Conflict of Interest

According to the authors, there are no conflicts of interest that might be thought to compromise the objectivity of the research presented.

Ethics Statement

The case described in this report was handled as part of the regular clinical caseload at the university teaching hospital; an IACUC or other ethical approval was not necessary. All facets of this patient’s care had the owner’s consent.

References

  1. Bongiorno D, Di Stefano V, Indelicato S, Avellone G, Ceraulo L, et al. (2021)Bio‐phenols determination in olive oils: Recent mass spectrometry approaches.
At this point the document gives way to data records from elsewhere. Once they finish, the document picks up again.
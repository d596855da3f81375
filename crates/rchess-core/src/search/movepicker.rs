//! MovePicker（指し手オーダリング）
//!
//! カットオフを起こしやすい手から順に返す。生成は段階的（lazy）で、
//! 早い段階でカットオフすれば残りの手は生成すらしない。
//!
//! ## 段階（通常探索）
//! 1. TtMove - 置換表の手
//! 2. GoodCapture - 昇格とSEE損しない駒取り（MVV-LVA順）
//! 3. Killer - キラームーブ
//! 4. Quiet - 静かな手（history順）
//! 5. BadCapture - SEEで損する駒取り（最後）
//!
//! ## 静止探索
//! TtMove（駒取り/昇格のみ）→ 駒取り+昇格。王手中は全手（Evasion）。
//!
//! ## ProbCut
//! 昇格と損しない駒取りのみ。
//!
//! History等への参照はフィールドに保持せず `next()` の引数で受け取る
//! （再帰中の借用エイリアスを避けるため）。

use crate::movegen::{generate_all, generate_captures, generate_quiets, MoveList};
use crate::position::Position;
use crate::types::{Move, PieceType, MAX_MOVES};

use super::history::History;
use super::types::KillerPair;

/// 呼び出し側に見せる手の分類
///
/// `interesting` 判定（LMR/LMP対象外の手）は `phase <= Killer` で行う。
#[derive(Debug, Clone, Copy, PartialEq, Eq, PartialOrd, Ord)]
pub enum Phase {
    TtMove,
    GoodCapture,
    Killer,
    Quiet,
    BadCapture,
    /// 王手回避（静止探索のみ）
    Evasion,
}

/// 内部ステージ
#[derive(Debug, Clone, Copy, PartialEq, Eq)]
enum Stage {
    MainTt,
    CaptureInit,
    GoodCapture,
    Killers,
    QuietInit,
    Quiet,
    BadCapture,
    QsTt,
    QsCaptureInit,
    QsCapture,
    EvasionInit,
    Evasion,
    ProbCutInit,
    ProbCut,
    Done,
}

/// 悪い駒取りのスコアオフセット
///
/// 良い駒取りと混在させたまま選択ソートで自然に後回しにするための下駄。
const BAD_CAPTURE_OFFSET: i32 = -1_000_000;

pub struct MovePicker {
    stage: Stage,
    tt_move: Move,
    killers: KillerPair,
    prev_cont_key: Option<usize>,
    /// 前半[0..captures_end)が駒取り、後半[captures_end..quiets_end)が静かな手
    moves: MoveList,
    scores: [i32; MAX_MOVES],
    captures_end: usize,
    quiets_end: usize,
    capture_cur: usize,
    quiet_cur: usize,
    killer_idx: usize,
}

impl MovePicker {
    /// 通常探索用
    pub fn new_main(tt_move: Move, killers: KillerPair, prev_cont_key: Option<usize>) -> MovePicker {
        MovePicker::with_stage(Stage::MainTt, tt_move, killers, prev_cont_key)
    }

    /// 静止探索用
    pub fn new_qsearch(tt_move: Move, in_check: bool) -> MovePicker {
        let stage = if in_check {
            Stage::EvasionInit
        } else {
            Stage::QsTt
        };
        MovePicker::with_stage(stage, tt_move, KillerPair::default(), None)
    }

    /// ProbCut用（昇格と勝ち駒取りだけを返す）
    pub fn new_probcut() -> MovePicker {
        MovePicker::with_stage(Stage::ProbCutInit, Move::NONE, KillerPair::default(), None)
    }

    fn with_stage(
        stage: Stage,
        tt_move: Move,
        killers: KillerPair,
        prev_cont_key: Option<usize>,
    ) -> MovePicker {
        MovePicker {
            stage,
            tt_move,
            killers,
            prev_cont_key,
            moves: MoveList::new(),
            scores: [0; MAX_MOVES],
            captures_end: 0,
            quiets_end: 0,
            capture_cur: 0,
            quiet_cur: 0,
            killer_idx: 0,
        }
    }

    /// 次の手を返す
    pub fn next(&mut self, pos: &Position, history: &History) -> Option<(Move, Phase)> {
        loop {
            match self.stage {
                Stage::MainTt => {
                    self.stage = Stage::CaptureInit;
                    if self.tt_move.is_some() && pos.is_pseudo_legal(self.tt_move) {
                        return Some((self.tt_move, Phase::TtMove));
                    }
                }
                Stage::CaptureInit => {
                    self.init_captures(pos);
                    self.stage = Stage::GoodCapture;
                }
                Stage::GoodCapture => match self.pick_capture(true) {
                    Some(mv) => return Some((mv, Phase::GoodCapture)),
                    None => self.stage = Stage::Killers,
                },
                Stage::Killers => {
                    while self.killer_idx < 2 {
                        let killer = if self.killer_idx == 0 {
                            self.killers.primary
                        } else {
                            self.killers.secondary
                        };
                        self.killer_idx += 1;
                        if killer.is_some()
                            && killer != self.tt_move
                            && killer.is_quiet()
                            && pos.is_pseudo_legal(killer)
                        {
                            return Some((killer, Phase::Killer));
                        }
                    }
                    self.stage = Stage::QuietInit;
                }
                Stage::QuietInit => {
                    self.init_quiets(pos, history);
                    self.stage = Stage::Quiet;
                }
                Stage::Quiet => match self.pick_quiet() {
                    Some(mv) => return Some((mv, Phase::Quiet)),
                    None => self.stage = Stage::BadCapture,
                },
                Stage::BadCapture => match self.pick_capture(false) {
                    Some(mv) => return Some((mv, Phase::BadCapture)),
                    None => self.stage = Stage::Done,
                },
                Stage::QsTt => {
                    self.stage = Stage::QsCaptureInit;
                    if self.tt_move.is_some()
                        && !self.tt_move.is_quiet()
                        && pos.is_pseudo_legal(self.tt_move)
                    {
                        return Some((self.tt_move, Phase::TtMove));
                    }
                }
                Stage::QsCaptureInit => {
                    self.init_captures(pos);
                    self.stage = Stage::QsCapture;
                }
                Stage::QsCapture => {
                    // 良い順に全部返す。悪い駒取りの読み飛ばしは呼び出し側。
                    if let Some(mv) = self.pick_capture(true) {
                        return Some((mv, Phase::GoodCapture));
                    }
                    match self.pick_capture(false) {
                        Some(mv) => return Some((mv, Phase::BadCapture)),
                        None => self.stage = Stage::Done,
                    }
                }
                Stage::EvasionInit => {
                    self.init_evasions(pos, history);
                    self.stage = Stage::Evasion;
                }
                Stage::Evasion => {
                    // captures_end == quiets_end の1区画に全手が入っている
                    match self.pick_capture(false) {
                        Some(mv) => return Some((mv, Phase::Evasion)),
                        None => self.stage = Stage::Done,
                    }
                }
                Stage::ProbCutInit => {
                    self.init_captures(pos);
                    self.stage = Stage::ProbCut;
                }
                Stage::ProbCut => match self.pick_capture(true) {
                    Some(mv) => return Some((mv, Phase::GoodCapture)),
                    None => self.stage = Stage::Done,
                },
                Stage::Done => return None,
            }
        }
    }

    /// 駒取り+昇格を生成してスコア付け
    fn init_captures(&mut self, pos: &Position) {
        debug_assert!(self.moves.is_empty());
        generate_captures(pos, &mut self.moves);
        self.captures_end = self.moves.len();
        self.quiets_end = self.captures_end;
        for i in 0..self.captures_end {
            let mv = self.moves.get(i);
            self.scores[i] = capture_score(pos, mv);
        }
    }

    /// 静かな手を生成してhistoryでスコア付け
    fn init_quiets(&mut self, pos: &Position, history: &History) {
        debug_assert_eq!(self.moves.len(), self.captures_end);
        generate_quiets(pos, &mut self.moves);
        self.quiets_end = self.moves.len();
        self.quiet_cur = self.captures_end;
        let us = pos.side_to_move();
        for i in self.captures_end..self.quiets_end {
            let mv = self.moves.get(i);
            self.scores[i] = history.quiet_score(us, mv, self.prev_cont_key);
        }
    }

    /// 王手回避: 全手を1区画に生成（駒取り優先 + history順）
    fn init_evasions(&mut self, pos: &Position, history: &History) {
        debug_assert!(self.moves.is_empty());
        generate_all(pos, &mut self.moves);
        self.captures_end = self.moves.len();
        self.quiets_end = self.captures_end;
        let us = pos.side_to_move();
        for i in 0..self.captures_end {
            let mv = self.moves.get(i);
            self.scores[i] = if mv.is_capture() || mv.is_promotion() {
                1_000_000 + capture_score(pos, mv)
            } else {
                history.quiet_score(us, mv, self.prev_cont_key)
            };
        }
    }

    /// 駒取り区画から最大スコアの手を選ぶ
    ///
    /// `good_only` のときはBAD_CAPTURE_OFFSET未満の手で停止する。
    fn pick_capture(&mut self, good_only: bool) -> Option<Move> {
        while self.capture_cur < self.captures_end {
            let best = self.select_max(self.capture_cur, self.captures_end);
            if good_only && self.scores[best] <= BAD_CAPTURE_OFFSET {
                return None;
            }
            self.swap(best, self.capture_cur);
            let mv = self.moves.get(self.capture_cur);
            self.capture_cur += 1;
            if mv == self.tt_move {
                continue;
            }
            return Some(mv);
        }
        None
    }

    fn pick_quiet(&mut self) -> Option<Move> {
        while self.quiet_cur < self.quiets_end {
            let best = self.select_max(self.quiet_cur, self.quiets_end);
            self.swap(best, self.quiet_cur);
            let mv = self.moves.get(self.quiet_cur);
            self.quiet_cur += 1;
            if mv == self.tt_move || self.killers.contains(mv) {
                continue;
            }
            return Some(mv);
        }
        None
    }

    fn select_max(&self, from: usize, to: usize) -> usize {
        let mut best = from;
        for i in from + 1..to {
            if self.scores[i] > self.scores[best] {
                best = i;
            }
        }
        best
    }

    fn swap(&mut self, a: usize, b: usize) {
        self.moves.swap(a, b);
        self.scores.swap(a, b);
    }
}

/// 駒取り/昇格のスコア（MVV-LVA + 昇格ボーナス、SEE損はオフセットで後回し）
fn capture_score(pos: &Position, mv: Move) -> i32 {
    let victim = if mv.is_capture() {
        match pos.piece_on(mv.to()) {
            Some(p) => p.piece_type().value(),
            None => PieceType::Pawn.value(), // en passant
        }
    } else {
        0
    };
    let mut score = victim * 8 - mv.piece().value() / 8;
    if mv.is_promotion() {
        score += mv.promotion().value() * 8;
    } else if pos.see(mv) < 0 {
        score += BAD_CAPTURE_OFFSET;
    }
    score
}

/// 静かな手の1手あたりの最大スコアが欲しいときのヘルパ（テスト用）
#[cfg(test)]
pub fn collect_all(pos: &Position, picker: &mut MovePicker, history: &History) -> Vec<(Move, Phase)> {
    let mut out = Vec::new();
    while let Some(item) = picker.next(pos, history) {
        out.push(item);
    }
    out
}

#[cfg(test)]
mod tests {
    use super::*;
    use crate::types::MoveKind;
    use crate::types::Square;

    fn sq(s: &str) -> Square {
        s.parse().unwrap()
    }

    #[test]
    fn test_tt_move_comes_first_and_once() {
        let pos = Position::startpos();
        let history = History::new();
        let tt_move = Move::new(sq("e2"), sq("e4"), MoveKind::DoublePush, PieceType::Pawn);
        let mut picker = MovePicker::new_main(tt_move, KillerPair::default(), None);
        let all = collect_all(&pos, &mut picker, &history);

        assert_eq!(all[0], (tt_move, Phase::TtMove));
        assert_eq!(all.iter().filter(|(m, _)| *m == tt_move).count(), 1);
        assert_eq!(all.len(), 20);
    }

    #[test]
    fn test_phases_in_order() {
        let pos = Position::from_fen(
            "rnbqkbnr/ppp1pppp/8/3p4/4P3/8/PPPP1PPP/RNBQKBNR w KQkq - 0 2",
        )
        .unwrap();
        let history = History::new();
        let mut picker = MovePicker::new_main(Move::NONE, KillerPair::default(), None);
        let all = collect_all(&pos, &mut picker, &history);

        // Phaseは単調非減少
        for pair in all.windows(2) {
            assert!(pair[0].1 <= pair[1].1);
        }
        // e4xd5はGoodCapture
        assert!(all
            .iter()
            .any(|(m, p)| m.to() == sq("d5") && *p == Phase::GoodCapture));
    }

    #[test]
    fn test_killer_yielded_in_killer_phase() {
        let pos = Position::startpos();
        let history = History::new();
        let killer = Move::new(sq("b1"), sq("c3"), MoveKind::Quiet, PieceType::Knight);
        let mut killers = KillerPair::default();
        killers.add(killer);
        let mut picker = MovePicker::new_main(Move::NONE, killers, None);
        let all = collect_all(&pos, &mut picker, &history);

        let (_, phase) = all.iter().find(|(m, _)| *m == killer).unwrap();
        assert_eq!(*phase, Phase::Killer);
        assert_eq!(all.iter().filter(|(m, _)| *m == killer).count(), 1);
        assert_eq!(all.len(), 20);
    }

    #[test]
    fn test_losing_capture_comes_last() {
        // Rxd5はポーン相手にルーク損（黒ルークd8が守る）
        let pos = Position::from_fen("3r2k1/8/8/3p4/8/8/6N1/3R2K1 w - - 0 1").unwrap();
        let history = History::new();
        let mut picker = MovePicker::new_main(Move::NONE, KillerPair::default(), None);
        let all = collect_all(&pos, &mut picker, &history);

        let rxd5 = all
            .iter()
            .position(|(m, _)| m.from() == sq("d1") && m.to() == sq("d5"))
            .unwrap();
        assert_eq!(all[rxd5].1, Phase::BadCapture);
        // 全ての静かな手より後
        assert!(all[..rxd5].iter().any(|(_, p)| *p == Phase::Quiet));
    }

    #[test]
    fn test_qsearch_returns_captures_only() {
        let pos = Position::from_fen(
            "rnbqkbnr/ppp1pppp/8/3p4/4P3/8/PPPP1PPP/RNBQKBNR w KQkq - 0 2",
        )
        .unwrap();
        let history = History::new();
        let mut picker = MovePicker::new_qsearch(Move::NONE, false);
        let all = collect_all(&pos, &mut picker, &history);
        assert!(!all.is_empty());
        assert!(all.iter().all(|(m, _)| m.is_capture() || m.is_promotion()));
    }

    #[test]
    fn test_evasions_when_in_check() {
        // 黒クイーンに王手されている
        let pos = Position::from_fen("4k3/8/8/8/8/8/4q3/4K3 w - - 0 1").unwrap();
        assert!(pos.in_check());
        let history = History::new();
        let mut picker = MovePicker::new_qsearch(Move::NONE, true);
        let all = collect_all(&pos, &mut picker, &history);
        assert!(all.iter().all(|(_, p)| *p == Phase::Evasion));
        // 取り返しが先頭
        assert_eq!(all[0].0.to(), sq("e2"));
    }

    #[test]
    fn test_probcut_only_good_captures_and_promotions() {
        let pos = Position::from_fen("3r2k1/8/8/3p4/4P3/8/8/3R2K1 w - - 0 1").unwrap();
        let history = History::new();
        let mut picker = MovePicker::new_probcut();
        let all = collect_all(&pos, &mut picker, &history);
        assert!(all
            .iter()
            .all(|(m, p)| (m.is_capture() || m.is_promotion()) && *p == Phase::GoodCapture));
        // 損なRxd5は出てこない
        assert!(!all.iter().any(|(m, _)| m.from() == sq("d1") && m.to() == sq("d5")));
    }
}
Mass Spectrometry Reviews: 21744.
  2. Indexed at, Google Scholar, Crossref

  3. Wang S, Blair IA, Mesaros C (2019) Analytical methods for mass spectrometry-based metabolomics studies. Advancements of Mass Spectrometry in Biomedical Research: 635-647.
  4. Indexed at, Google Scholar, Crossref

  5. Jang KS, Kim YH (2018) Rapid and robust MALDI-TOF MS techniques for microbial identification: a brief overview of their diverse applications. Journal of Microbiology 56:209-216.
  6. Indexed at, Google Scholar, Crossref

  7. Kim E, Kim J, Choi I, Lee J, Yeo WS, et al. (2020) Organic matrix-free imaging mass spectrometry. BMB reports 53:349.
  8. Indexed at, Google Scholar, Crossref

  9. Wang Y, Han Y, Hu W, Fu D, Wang G (2020) Analytical strategies for chemical characterization of bio‐oil. Journal of separation science 43:360-371.
  10. Indexed at, Google Scholar, Crossref

  11. Ishii K, Zhou M, Uchiyama S (2018) Native mass spectrometry for understanding dynamic protein complex. Biochim Biophys Acta Gen Subj 1862:275-286.
  12. Indexed at, Google Scholar, Crossref

  13. Takeo E, Sasano R, Shimma S, Bamba T, Fukusaki E, et al.  (2017) Solid-phase analytical derivatization for gas-chromatography–mass-spectrometry-based metabolomics. Journal of bioscience and bioengineering 124:700-706.
  14. Indexed at, Google Scholar, Crossref

  15. Micalizzi G, Vento F, Alibrando F, Donnarumma D, Dugo P, et al. (2021) Cannabis Sativa L.: A comprehensive review on the analytical methodologies for cannabinoids and terpenes characterization. Journal of Chromatography A 1637: 461864.
  16. Indexed at, Google Scholar, Crossref

  17. Zhu S, Zhao XE, Liu H (2021) Recent advances in chemical derivatization-based chromatography-mass spectrometry methods for analysis of aldehyde biomarkers. Se pu Chinese Journal of Chromatography 39:845-854.
  18. Indexed at, Google Scholar, Crossref

  19. Grimm R (2021) How Modern Mass Spectrometry Can Solve Ancient Questions: A Multi-Omics Study of the Stomach Content of the Oldest Human Ice Mummy, the 5300-Year-Old Iceman or Oetzi. In Proteomic Profiling: 1-12.
  20. Indexed at, Google Scholar, Crossref

Citation: Clara H (2023) Engineering Methylotrophic Yeasts for Biotechnology Applications. J Anal Bioanal Tech 14: 502.

Copyright: © 2023 Clara H. This is an open-access article distributed under the terms of the Creative Commons Attribution License, which permits unrestricted use, distribution, and reproduction in any medium, provided the original author and source are credited.